Data excerpts START

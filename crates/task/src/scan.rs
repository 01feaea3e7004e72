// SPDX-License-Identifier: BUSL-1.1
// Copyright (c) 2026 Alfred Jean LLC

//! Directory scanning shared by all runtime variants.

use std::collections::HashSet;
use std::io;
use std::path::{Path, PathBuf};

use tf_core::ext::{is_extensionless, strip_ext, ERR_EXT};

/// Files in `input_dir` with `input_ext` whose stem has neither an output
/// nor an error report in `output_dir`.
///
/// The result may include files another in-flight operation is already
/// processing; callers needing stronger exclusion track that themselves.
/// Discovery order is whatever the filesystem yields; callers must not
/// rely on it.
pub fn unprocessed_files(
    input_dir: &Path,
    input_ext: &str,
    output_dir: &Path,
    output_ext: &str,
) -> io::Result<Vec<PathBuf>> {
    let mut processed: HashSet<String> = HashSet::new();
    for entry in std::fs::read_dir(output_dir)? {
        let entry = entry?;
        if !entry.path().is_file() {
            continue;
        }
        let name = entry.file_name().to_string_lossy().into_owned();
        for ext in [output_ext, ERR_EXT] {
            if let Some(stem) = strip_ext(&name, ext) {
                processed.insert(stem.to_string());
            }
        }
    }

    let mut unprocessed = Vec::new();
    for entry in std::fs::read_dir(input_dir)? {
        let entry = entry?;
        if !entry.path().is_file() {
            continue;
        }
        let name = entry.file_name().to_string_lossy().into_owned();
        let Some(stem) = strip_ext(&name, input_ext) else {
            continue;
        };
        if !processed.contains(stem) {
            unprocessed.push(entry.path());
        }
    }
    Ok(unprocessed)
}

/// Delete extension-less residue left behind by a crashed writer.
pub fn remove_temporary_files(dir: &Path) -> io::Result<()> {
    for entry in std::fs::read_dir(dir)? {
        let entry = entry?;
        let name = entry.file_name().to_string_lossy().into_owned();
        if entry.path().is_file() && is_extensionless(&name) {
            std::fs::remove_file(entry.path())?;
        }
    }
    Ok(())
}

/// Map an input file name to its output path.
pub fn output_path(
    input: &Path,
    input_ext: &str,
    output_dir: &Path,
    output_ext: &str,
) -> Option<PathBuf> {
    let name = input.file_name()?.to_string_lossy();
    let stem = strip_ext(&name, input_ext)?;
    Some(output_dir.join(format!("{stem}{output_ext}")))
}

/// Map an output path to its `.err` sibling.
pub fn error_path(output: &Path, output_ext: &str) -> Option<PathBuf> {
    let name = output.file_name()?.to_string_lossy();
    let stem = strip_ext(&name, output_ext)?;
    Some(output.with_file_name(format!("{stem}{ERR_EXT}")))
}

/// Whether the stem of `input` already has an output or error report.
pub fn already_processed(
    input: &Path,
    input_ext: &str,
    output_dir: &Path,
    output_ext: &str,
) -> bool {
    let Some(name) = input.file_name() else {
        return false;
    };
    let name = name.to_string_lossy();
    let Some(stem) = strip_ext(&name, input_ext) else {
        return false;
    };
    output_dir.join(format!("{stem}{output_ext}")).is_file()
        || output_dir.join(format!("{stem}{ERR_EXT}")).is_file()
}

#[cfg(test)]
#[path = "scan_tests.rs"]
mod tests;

Data excerpts END

- [What is expected] If a line in the material above contains "else", show that line.

- [The answer]
        let Some(stem) = strip_ext(&name, input_ext) else {
    let Some(name) = input.file_name() else {
    let Some(stem) = strip_ext(&name, input_ext) else {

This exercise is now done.